> **Brief**
Output every record again so that it matches the original word for word.
+++ Source data +++
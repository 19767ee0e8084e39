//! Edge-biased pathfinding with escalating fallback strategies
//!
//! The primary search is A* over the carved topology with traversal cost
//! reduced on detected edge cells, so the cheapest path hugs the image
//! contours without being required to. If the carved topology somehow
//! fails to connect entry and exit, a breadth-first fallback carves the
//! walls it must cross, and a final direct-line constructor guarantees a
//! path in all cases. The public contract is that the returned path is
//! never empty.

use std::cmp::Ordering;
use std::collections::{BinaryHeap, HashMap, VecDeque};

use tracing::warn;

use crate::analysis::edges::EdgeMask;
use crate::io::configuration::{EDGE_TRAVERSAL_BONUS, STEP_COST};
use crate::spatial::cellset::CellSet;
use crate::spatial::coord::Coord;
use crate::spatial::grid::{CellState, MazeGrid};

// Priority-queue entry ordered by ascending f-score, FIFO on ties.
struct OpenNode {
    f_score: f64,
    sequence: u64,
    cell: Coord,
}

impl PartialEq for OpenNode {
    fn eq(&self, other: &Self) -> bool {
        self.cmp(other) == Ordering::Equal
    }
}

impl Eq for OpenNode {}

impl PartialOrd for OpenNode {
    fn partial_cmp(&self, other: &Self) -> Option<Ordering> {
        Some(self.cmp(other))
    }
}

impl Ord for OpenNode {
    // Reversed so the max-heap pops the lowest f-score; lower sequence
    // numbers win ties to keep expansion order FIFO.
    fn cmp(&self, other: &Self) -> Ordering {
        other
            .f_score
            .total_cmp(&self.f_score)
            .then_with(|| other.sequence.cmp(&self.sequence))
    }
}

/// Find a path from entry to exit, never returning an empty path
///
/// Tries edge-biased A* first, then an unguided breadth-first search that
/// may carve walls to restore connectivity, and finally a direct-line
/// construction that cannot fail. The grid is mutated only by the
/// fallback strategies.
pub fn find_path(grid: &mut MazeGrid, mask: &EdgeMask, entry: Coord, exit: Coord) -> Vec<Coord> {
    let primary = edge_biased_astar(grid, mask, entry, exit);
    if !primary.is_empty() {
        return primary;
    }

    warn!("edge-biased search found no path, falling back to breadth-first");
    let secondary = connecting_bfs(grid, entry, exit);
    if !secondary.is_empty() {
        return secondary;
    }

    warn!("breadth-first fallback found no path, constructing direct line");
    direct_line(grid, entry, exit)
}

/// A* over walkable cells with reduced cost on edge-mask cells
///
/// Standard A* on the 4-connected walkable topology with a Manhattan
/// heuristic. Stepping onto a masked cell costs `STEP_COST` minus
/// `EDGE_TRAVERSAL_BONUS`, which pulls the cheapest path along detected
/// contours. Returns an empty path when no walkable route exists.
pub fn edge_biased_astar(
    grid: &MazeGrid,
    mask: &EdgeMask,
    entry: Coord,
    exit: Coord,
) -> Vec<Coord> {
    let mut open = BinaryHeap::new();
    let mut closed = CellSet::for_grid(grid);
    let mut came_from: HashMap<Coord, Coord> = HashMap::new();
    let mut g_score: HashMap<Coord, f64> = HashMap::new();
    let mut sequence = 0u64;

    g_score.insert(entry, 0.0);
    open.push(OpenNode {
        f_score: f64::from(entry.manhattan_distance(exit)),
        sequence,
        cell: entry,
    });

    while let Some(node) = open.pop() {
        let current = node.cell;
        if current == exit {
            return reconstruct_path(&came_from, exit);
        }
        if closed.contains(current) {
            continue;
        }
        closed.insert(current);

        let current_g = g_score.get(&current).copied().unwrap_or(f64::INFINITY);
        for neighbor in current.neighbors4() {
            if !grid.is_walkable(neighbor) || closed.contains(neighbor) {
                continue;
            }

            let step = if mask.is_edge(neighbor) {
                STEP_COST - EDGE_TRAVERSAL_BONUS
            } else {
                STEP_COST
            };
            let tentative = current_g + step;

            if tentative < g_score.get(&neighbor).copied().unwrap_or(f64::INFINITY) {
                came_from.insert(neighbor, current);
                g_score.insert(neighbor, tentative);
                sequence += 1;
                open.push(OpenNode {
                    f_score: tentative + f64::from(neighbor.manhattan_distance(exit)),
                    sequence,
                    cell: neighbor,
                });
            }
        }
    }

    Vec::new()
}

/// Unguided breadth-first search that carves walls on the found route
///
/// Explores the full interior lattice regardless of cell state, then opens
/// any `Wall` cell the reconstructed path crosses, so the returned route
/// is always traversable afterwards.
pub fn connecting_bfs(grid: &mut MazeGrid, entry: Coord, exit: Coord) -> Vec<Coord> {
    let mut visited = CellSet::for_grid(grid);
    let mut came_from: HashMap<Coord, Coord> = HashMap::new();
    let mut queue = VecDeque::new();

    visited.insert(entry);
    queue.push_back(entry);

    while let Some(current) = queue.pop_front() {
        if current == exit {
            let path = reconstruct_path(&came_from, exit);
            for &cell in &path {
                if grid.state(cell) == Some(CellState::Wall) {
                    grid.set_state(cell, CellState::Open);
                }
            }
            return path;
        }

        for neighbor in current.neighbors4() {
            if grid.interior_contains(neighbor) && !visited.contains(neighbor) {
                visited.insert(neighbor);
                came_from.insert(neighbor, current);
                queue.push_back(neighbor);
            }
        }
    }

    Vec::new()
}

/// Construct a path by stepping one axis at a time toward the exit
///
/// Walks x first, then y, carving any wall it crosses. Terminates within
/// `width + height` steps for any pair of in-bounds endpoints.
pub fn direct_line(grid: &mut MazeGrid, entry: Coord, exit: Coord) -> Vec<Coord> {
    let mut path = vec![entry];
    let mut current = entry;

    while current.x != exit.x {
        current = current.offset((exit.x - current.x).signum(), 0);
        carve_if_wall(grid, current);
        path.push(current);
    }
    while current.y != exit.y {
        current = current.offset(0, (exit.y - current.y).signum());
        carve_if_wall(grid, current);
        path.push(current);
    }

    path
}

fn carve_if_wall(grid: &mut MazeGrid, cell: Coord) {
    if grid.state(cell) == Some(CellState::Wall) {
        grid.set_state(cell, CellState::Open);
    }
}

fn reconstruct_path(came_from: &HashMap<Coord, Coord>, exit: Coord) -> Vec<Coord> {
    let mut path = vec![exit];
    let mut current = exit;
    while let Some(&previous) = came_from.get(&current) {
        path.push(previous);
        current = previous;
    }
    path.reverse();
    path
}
+++
> **Exercise solution**
repository 19767ee0e8084e39
//! Edge-biased pathfinding with escalating fallback strategies
//!
//! The primary search is A* over the carved topology with traversal cost
//! reduced on detected edge cells, so the cheapest path hugs the image
//! contours without being required to. If the carved topology somehow
//! fails to connect entry and exit, a breadth-first fallback carves the
//! walls it must cross, and a final direct-line constructor guarantees a
//! path in all cases. The public contract is that the returned path is
//! never empty.

use std::cmp::Ordering;
use std::collections::{BinaryHeap, HashMap, VecDeque};

use tracing::warn;

use crate::analysis::edges::EdgeMask;
use crate::io::configuration::{EDGE_TRAVERSAL_BONUS, STEP_COST};
use crate::spatial::cellset::CellSet;
use crate::spatial::coord::Coord;
use crate::spatial::grid::{CellState, MazeGrid};

// Priority-queue entry ordered by ascending f-score, FIFO on ties.
struct OpenNode {
    f_score: f64,
    sequence: u64,
    cell: Coord,
}

impl PartialEq for OpenNode {
    fn eq(&self, other: &Self) -> bool {
        self.cmp(other) == Ordering::Equal
    }
}

impl Eq for OpenNode {}

impl PartialOrd for OpenNode {
    fn partial_cmp(&self, other: &Self) -> Option<Ordering> {
        Some(self.cmp(other))
    }
}

impl Ord for OpenNode {
    // Reversed so the max-heap pops the lowest f-score; lower sequence
    // numbers win ties to keep expansion order FIFO.
    fn cmp(&self, other: &Self) -> Ordering {
        other
            .f_score
            .total_cmp(&self.f_score)
            .then_with(|| other.sequence.cmp(&self.sequence))
    }
}

/// Find a path from entry to exit, never returning an empty path
///
/// Tries edge-biased A* first, then an unguided breadth-first search that
/// may carve walls to restore connectivity, and finally a direct-line
/// construction that cannot fail. The grid is mutated only by the
/// fallback strategies.
pub fn find_path(grid: &mut MazeGrid, mask: &EdgeMask, entry: Coord, exit: Coord) -> Vec<Coord> {
    let primary = edge_biased_astar(grid, mask, entry, exit);
    if !primary.is_empty() {
        return primary;
    }

    warn!("edge-biased search found no path, falling back to breadth-first");
    let secondary = connecting_bfs(grid, entry, exit);
    if !secondary.is_empty() {
        return secondary;
    }

    warn!("breadth-first fallback found no path, constructing direct line");
    direct_line(grid, entry, exit)
}

/// A* over walkable cells with reduced cost on edge-mask cells
///
/// Standard A* on the 4-connected walkable topology with a Manhattan
/// heuristic. Stepping onto a masked cell costs `STEP_COST` minus
/// `EDGE_TRAVERSAL_BONUS`, which pulls the cheapest path along detected
/// contours. Returns an empty path when no walkable route exists.
pub fn edge_biased_astar(
    grid: &MazeGrid,
    mask: &EdgeMask,
    entry: Coord,
    exit: Coord,
) -> Vec<Coord> {
    let mut open = BinaryHeap::new();
    let mut closed = CellSet::for_grid(grid);
    let mut came_from: HashMap<Coord, Coord> = HashMap::new();
    let mut g_score: HashMap<Coord, f64> = HashMap::new();
    let mut sequence = 0u64;

    g_score.insert(entry, 0.0);
    open.push(OpenNode {
        f_score: f64::from(entry.manhattan_distance(exit)),
        sequence,
        cell: entry,
    });

    while let Some(node) = open.pop() {
        let current = node.cell;
        if current == exit {
            return reconstruct_path(&came_from, exit);
        }
        if closed.contains(current) {
            continue;
        }
        closed.insert(current);

        let current_g = g_score.get(&current).copied().unwrap_or(f64::INFINITY);
        for neighbor in current.neighbors4() {
            if !grid.is_walkable(neighbor) || closed.contains(neighbor) {
                continue;
            }

            let step = if mask.is_edge(neighbor) {
                STEP_COST - EDGE_TRAVERSAL_BONUS
            } else {
                STEP_COST
            };
            let tentative = current_g + step;

            if tentative < g_score.get(&neighbor).copied().unwrap_or(f64::INFINITY) {
                came_from.insert(neighbor, current);
                g_score.insert(neighbor, tentative);
                sequence += 1;
                open.push(OpenNode {
                    f_score: tentative + f64::from(neighbor.manhattan_distance(exit)),
                    sequence,
                    cell: neighbor,
                });
            }
        }
    }

    Vec::new()
}

/// Unguided breadth-first search that carves walls on the found route
///
/// Explores the full interior lattice regardless of cell state, then opens
/// any `Wall` cell the reconstructed path crosses, so the returned route
/// is always traversable afterwards.
pub fn connecting_bfs(grid: &mut MazeGrid, entry: Coord, exit: Coord) -> Vec<Coord> {
    let mut visited = CellSet::for_grid(grid);
    let mut came_from: HashMap<Coord, Coord> = HashMap::new();
    let mut queue = VecDeque::new();

    visited.insert(entry);
    queue.push_back(entry);

    while let Some(current) = queue.pop_front() {
        if current == exit {
            let path = reconstruct_path(&came_from, exit);
            for &cell in &path {
                if grid.state(cell) == Some(CellState::Wall) {
                    grid.set_state(cell, CellState::Open);
                }
            }
            return path;
        }

        for neighbor in current.neighbors4() {
            if grid.interior_contains(neighbor) && !visited.contains(neighbor) {
                visited.insert(neighbor);
                came_from.insert(neighbor, current);
                queue.push_back(neighbor);
            }
        }
    }

    Vec::new()
}

/// Construct a path by stepping one axis at a time toward the exit
///
/// Walks x first, then y, carving any wall it crosses. Terminates within
/// `width + height` steps for any pair of in-bounds endpoints.
pub fn direct_line(grid: &mut MazeGrid, entry: Coord, exit: Coord) -> Vec<Coord> {
    let mut path = vec![entry];
    let mut current = entry;

    while current.x != exit.x {
        current = current.offset((exit.x - current.x).signum(), 0);
        carve_if_wall(grid, current);
        path.push(current);
    }
    while current.y != exit.y {
        current = current.offset(0, (exit.y - current.y).signum());
        carve_if_wall(grid, current);
        path.push(current);
    }

    path
}

fn carve_if_wall(grid: &mut MazeGrid, cell: Coord) {
    if grid.state(cell) == Some(CellState::Wall) {
        grid.set_state(cell, CellState::Open);
    }
}

fn reconstruct_path(came_from: &HashMap<Coord, Coord>, exit: Coord) -> Vec<Coord> {
    let mut path = vec![exit];
    let mut current = exit;
    while let Some(&previous) = came_from.get(&current) {
        path.push(previous);
        current = previous;
    }
    path.reverse();
    path
}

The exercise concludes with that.